[Stored items]

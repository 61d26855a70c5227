//! Cross-linked resource definitions.
//!
//! A [`DefinitionSet`] is an arena of [`ResourceDefinition`]s indexed by
//! resource name. It is built in two passes: bare definitions first, then
//! every relationship is resolved to a [`DefinitionId`] and a [`Storage`]
//! strategy. The set is immutable once built; the query compiler relies on
//! every cross-link being present.

use std::collections::BTreeMap;

use tracing::debug;

use crate::error::{ResourceError, Result};
use crate::model::{Attribute, Cardinality, Relationship, ResourceModel};
use crate::naming::{self, Ident};

/// Handle to a definition inside its [`DefinitionSet`].
#[derive(Debug, Clone, Copy, PartialEq, Eq, Hash, PartialOrd, Ord)]
pub struct DefinitionId(usize);

/// Which end of a many-to-many relationship a definition sits on.
#[derive(Debug, Clone, Copy, PartialEq, Eq)]
pub enum AssociativeSide {
    /// The side that names the associative table.
    Host,
    Guest,
}

/// Where a relationship's key physically lives.
#[derive(Debug, Clone, PartialEq, Eq)]
pub enum Storage {
    /// A foreign-key column on this resource's own table.
    OwnTable {
        /// `<relationship>_id`
        column: Ident,
    },
    /// A foreign-key column on the related resource's table pointing back
    /// at this resource.
    HostTable {
        /// The related table.
        table: Ident,
        /// Its foreign-key column.
        column: Ident,
    },
    /// A row in an associative table.
    Associative {
        table: Ident,
        side: AssociativeSide,
        /// Column holding this resource's id.
        local_column: Ident,
        /// Column holding the related resource's id.
        foreign_column: Ident,
    },
}

impl Storage {
    /// The table, grouping key and aggregated value column from which a
    /// relationship not stored locally is read.
    ///
    /// Returns `None` for [`Storage::OwnTable`].
    #[must_use]
    pub fn virtual_source(&self) -> Option<VirtualSource<'_>> {
        match self {
            Self::OwnTable { .. } => None,
            Self::HostTable { table, column } => Some(VirtualSource {
                table,
                key: column,
                value: None,
            }),
            Self::Associative {
                table,
                local_column,
                foreign_column,
                ..
            } => Some(VirtualSource {
                table,
                key: local_column,
                value: Some(foreign_column),
            }),
        }
    }
}

/// Columns backing a virtual host table.
#[derive(Debug, Clone, Copy)]
pub struct VirtualSource<'a> {
    /// Table storing the key.
    pub table: &'a Ident,
    /// Column matching this resource's id.
    pub key: &'a Ident,
    /// Column holding the related id; the table's own `id` when `None`.
    pub value: Option<&'a Ident>,
}

/// A relationship with its storage resolved.
#[derive(Debug, Clone, PartialEq, Eq)]
pub struct RelationshipDefinition {
    pub name: String,
    pub relationship: Relationship,
    /// The related definition.
    pub related: DefinitionId,
    pub storage: Storage,
    /// Output column carrying the related id(s).
    pub alias: Ident,
    /// `WITH` clause name used when the key is not stored locally.
    pub virtual_table: Ident,
}

impl RelationshipDefinition {
    /// Whether reading this relationship yields many ids.
    #[must_use]
    pub fn is_to_many(&self) -> bool {
        self.relationship.cardinality.is_to_many()
    }
}

/// An attribute or meta field with its physical column.
#[derive(Debug, Clone, PartialEq)]
pub struct FieldDefinition {
    /// Key in the resource description.
    pub key: String,
    pub column: Ident,
    pub attribute: Attribute,
}

/// Derived, read-only view over one resource.
#[derive(Debug, Clone, PartialEq)]
pub struct ResourceDefinition {
    model: ResourceModel,
    table: Ident,
    id_column: Ident,
    attributes: Vec<FieldDefinition>,
    meta: Vec<FieldDefinition>,
    relationships: BTreeMap<String, RelationshipDefinition>,
}

impl ResourceDefinition {
    fn bare(model: ResourceModel) -> Self {
        let attributes = model
            .attributes
            .iter()
            .map(|(key, attribute)| FieldDefinition {
                key: key.clone(),
                column: Ident::new(key.as_str()),
                attribute: attribute.clone(),
            })
            .collect();
        let meta = model
            .meta
            .iter()
            .map(|(key, attribute)| FieldDefinition {
                key: key.clone(),
                column: Ident::new(naming::meta_column(key)),
                attribute: attribute.clone(),
            })
            .collect();

        Self {
            table: Ident::new(model.name.as_str()),
            id_column: Ident::new(naming::ID_COLUMN),
            attributes,
            meta,
            relationships: BTreeMap::new(),
            model,
        }
    }

    /// The normalized model this definition was built from.
    #[must_use]
    pub fn model(&self) -> &ResourceModel {
        &self.model
    }

    /// Resource name.
    #[must_use]
    pub fn name(&self) -> &str {
        &self.model.name
    }

    #[must_use]
    pub fn table(&self) -> &Ident {
        &self.table
    }

    #[must_use]
    pub fn id_column(&self) -> &Ident {
        &self.id_column
    }

    /// `<table>.id`, escaped.
    #[must_use]
    pub fn qualified_id(&self) -> String {
        self.table.qualify(&self.id_column)
    }

    #[must_use]
    pub fn attributes(&self) -> &[FieldDefinition] {
        &self.attributes
    }

    #[must_use]
    pub fn meta(&self) -> &[FieldDefinition] {
        &self.meta
    }

    /// Looks up an attribute or meta field by key.
    #[must_use]
    pub fn field(&self, key: &str) -> Option<&FieldDefinition> {
        self.attributes
            .iter()
            .chain(&self.meta)
            .find(|f| f.key == key)
    }

    /// All relationships, keyed by name.
    #[must_use]
    pub fn relationships(&self) -> &BTreeMap<String, RelationshipDefinition> {
        &self.relationships
    }

    #[must_use]
    pub fn relationship(&self, name: &str) -> Option<&RelationshipDefinition> {
        self.relationships.get(name)
    }

    /// Relationships whose key is a column on this table.
    pub fn relationships_in_own_table(&self) -> impl Iterator<Item = &RelationshipDefinition> {
        self.relationships
            .values()
            .filter(|r| matches!(r.storage, Storage::OwnTable { .. }))
    }

    /// Relationships whose key is a column on the related table.
    pub fn relationships_in_host_table(&self) -> impl Iterator<Item = &RelationshipDefinition> {
        self.relationships
            .values()
            .filter(|r| matches!(r.storage, Storage::HostTable { .. }))
    }

    /// Many-to-many relationships, from either side.
    pub fn relationships_in_associative_table(
        &self,
    ) -> impl Iterator<Item = &RelationshipDefinition> {
        self.relationships
            .values()
            .filter(|r| matches!(r.storage, Storage::Associative { .. }))
    }

    /// Many-to-many relationships whose associative table this resource
    /// names and therefore creates.
    pub fn hosted_associative_relationships(
        &self,
    ) -> impl Iterator<Item = &RelationshipDefinition> {
        self.relationships.values().filter(|r| {
            matches!(
                r.storage,
                Storage::Associative {
                    side: AssociativeSide::Host,
                    ..
                }
            )
        })
    }

    /// Relationships read through a virtual host table.
    pub fn virtual_relationships(&self) -> impl Iterator<Item = &RelationshipDefinition> {
        self.relationships
            .values()
            .filter(|r| !matches!(r.storage, Storage::OwnTable { .. }))
    }
}

/// Arena of cross-linked definitions.
#[derive(Debug, Clone, Default)]
pub struct DefinitionSet {
    definitions: Vec<ResourceDefinition>,
    index: BTreeMap<String, DefinitionId>,
}

impl DefinitionSet {
    /// Builds and cross-links definitions for a normalized, inferred model set.
    pub fn build(models: Vec<ResourceModel>) -> Result<Self> {
        let mut set = Self::default();
        for model in models {
            let id = DefinitionId(set.definitions.len());
            set.index.insert(model.name.clone(), id);
            set.definitions.push(ResourceDefinition::bare(model));
        }

        let mut resolved = Vec::with_capacity(set.definitions.len());
        for definition in &set.definitions {
            resolved.push(set.resolve_relationships(definition.model())?);
        }
        for (definition, relationships) in set.definitions.iter_mut().zip(resolved) {
            definition.relationships = relationships;
        }

        debug!(resources = set.definitions.len(), "Built resource definitions");
        Ok(set)
    }

    fn resolve_relationships(
        &self,
        model: &ResourceModel,
    ) -> Result<BTreeMap<String, RelationshipDefinition>> {
        model
            .relationships
            .iter()
            .map(|(name, rel)| {
                let related = self.index.get(&rel.resource).copied().ok_or_else(|| {
                    ResourceError::unresolved(&model.name, name, &rel.resource, "unknown resource")
                })?;
                let storage = self.resolve_storage(model, name, rel, related)?;
                let definition = RelationshipDefinition {
                    name: name.clone(),
                    relationship: rel.clone(),
                    related,
                    storage,
                    alias: Ident::new(naming::relationship_alias(name, rel.cardinality)),
                    virtual_table: Ident::new(naming::virtual_table(name)),
                };
                Ok((name.clone(), definition))
            })
            .collect()
    }

    fn resolve_storage(
        &self,
        model: &ResourceModel,
        name: &str,
        rel: &Relationship,
        related: DefinitionId,
    ) -> Result<Storage> {
        let target = self.by_id(related).model();

        match (rel.cardinality, rel.host) {
            (Cardinality::ManyToMany, true) => {
                let (host_column, guest_column) =
                    naming::associative_columns(&model.name, &target.name, name);
                Ok(Storage::Associative {
                    table: Ident::new(naming::associative_table(&model.name, &target.name)),
                    side: AssociativeSide::Host,
                    local_column: Ident::new(host_column),
                    foreign_column: Ident::new(guest_column),
                })
            }
            (Cardinality::ManyToMany, false) => {
                let host_name = counterpart(model, name, rel, target)?;
                let (host_column, guest_column) =
                    naming::associative_columns(&target.name, &model.name, host_name);
                Ok(Storage::Associative {
                    table: Ident::new(naming::associative_table(&target.name, &model.name)),
                    side: AssociativeSide::Guest,
                    local_column: Ident::new(guest_column),
                    foreign_column: Ident::new(host_column),
                })
            }
            (_, true) => Ok(Storage::OwnTable {
                column: Ident::new(naming::foreign_key_column(name)),
            }),
            (_, false) => {
                let host_name = counterpart(model, name, rel, target)?;
                Ok(Storage::HostTable {
                    table: Ident::new(target.name.as_str()),
                    column: Ident::new(naming::foreign_key_column(host_name)),
                })
            }
        }
    }

    fn by_id(&self, id: DefinitionId) -> &ResourceDefinition {
        &self.definitions[id.0]
    }

    /// Looks up a definition by resource name.
    #[must_use]
    pub fn get(&self, name: &str) -> Option<&ResourceDefinition> {
        self.index.get(name).map(|id| self.by_id(*id))
    }

    /// The definition on the other end of a relationship.
    #[must_use]
    pub fn related(&self, relationship: &RelationshipDefinition) -> &ResourceDefinition {
        self.by_id(relationship.related)
    }

    /// Definitions in insertion order.
    pub fn iter(&self) -> impl Iterator<Item = &ResourceDefinition> {
        self.definitions.iter()
    }

    /// The underlying models, in insertion order.
    pub fn models(&self) -> impl Iterator<Item = &ResourceModel> {
        self.definitions.iter().map(ResourceDefinition::model)
    }

    #[must_use]
    pub fn len(&self) -> usize {
        self.definitions.len()
    }

    #[must_use]
    pub fn is_empty(&self) -> bool {
        self.definitions.is_empty()
    }
}

/// The host relationship on `target` that stores the key of `model`'s
/// guest relationship `name`.
///
/// An explicit `inverse` must name a matching host relationship. Without
/// one, exactly one host relationship on `target` may point back at
/// `model` with the inverse cardinality.
fn counterpart<'a>(
    model: &ResourceModel,
    name: &str,
    rel: &Relationship,
    target: &'a ResourceModel,
) -> Result<&'a str> {
    let cardinality = rel.cardinality.inverse();
    let points_back = |r: &Relationship| {
        r.host && r.resource == model.name && r.cardinality == cardinality
    };
    let unresolved =
        |reason: String| ResourceError::unresolved(&model.name, name, &target.name, reason);

    if let Some(inverse) = &rel.inverse {
        return match target.relationships.get_key_value(inverse) {
            Some((key, r)) if points_back(r) => Ok(key.as_str()),
            _ => Err(unresolved(format!(
                "inverse '{inverse}' is not a host-side {} relationship back to this resource",
                cardinality.as_str()
            ))),
        };
    }

    let candidates: Vec<&str> = target
        .relationships
        .iter()
        .filter(|(_, r)| points_back(r))
        .map(|(key, _)| key.as_str())
        .collect();
    match candidates[..] {
        [host] => Ok(host),
        [] => Err(unresolved(format!(
            "no host-side {} relationship back to this resource",
            cardinality.as_str()
        ))),
        [first, second, ..] => Err(unresolved(format!(
            "ambiguous counterpart, '{first}' and '{second}' both point back; name one with 'inverse'"
        ))),
    }
}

#### Task:
Check every line of the data, and copy the ones that contain "models".

#### Task response:
    pub fn build(models: Vec<ResourceModel>) -> Result<Self> {
        for model in models {
    /// The underlying models, in insertion order.
    pub fn models(&self) -> impl Iterator<Item = &ResourceModel> {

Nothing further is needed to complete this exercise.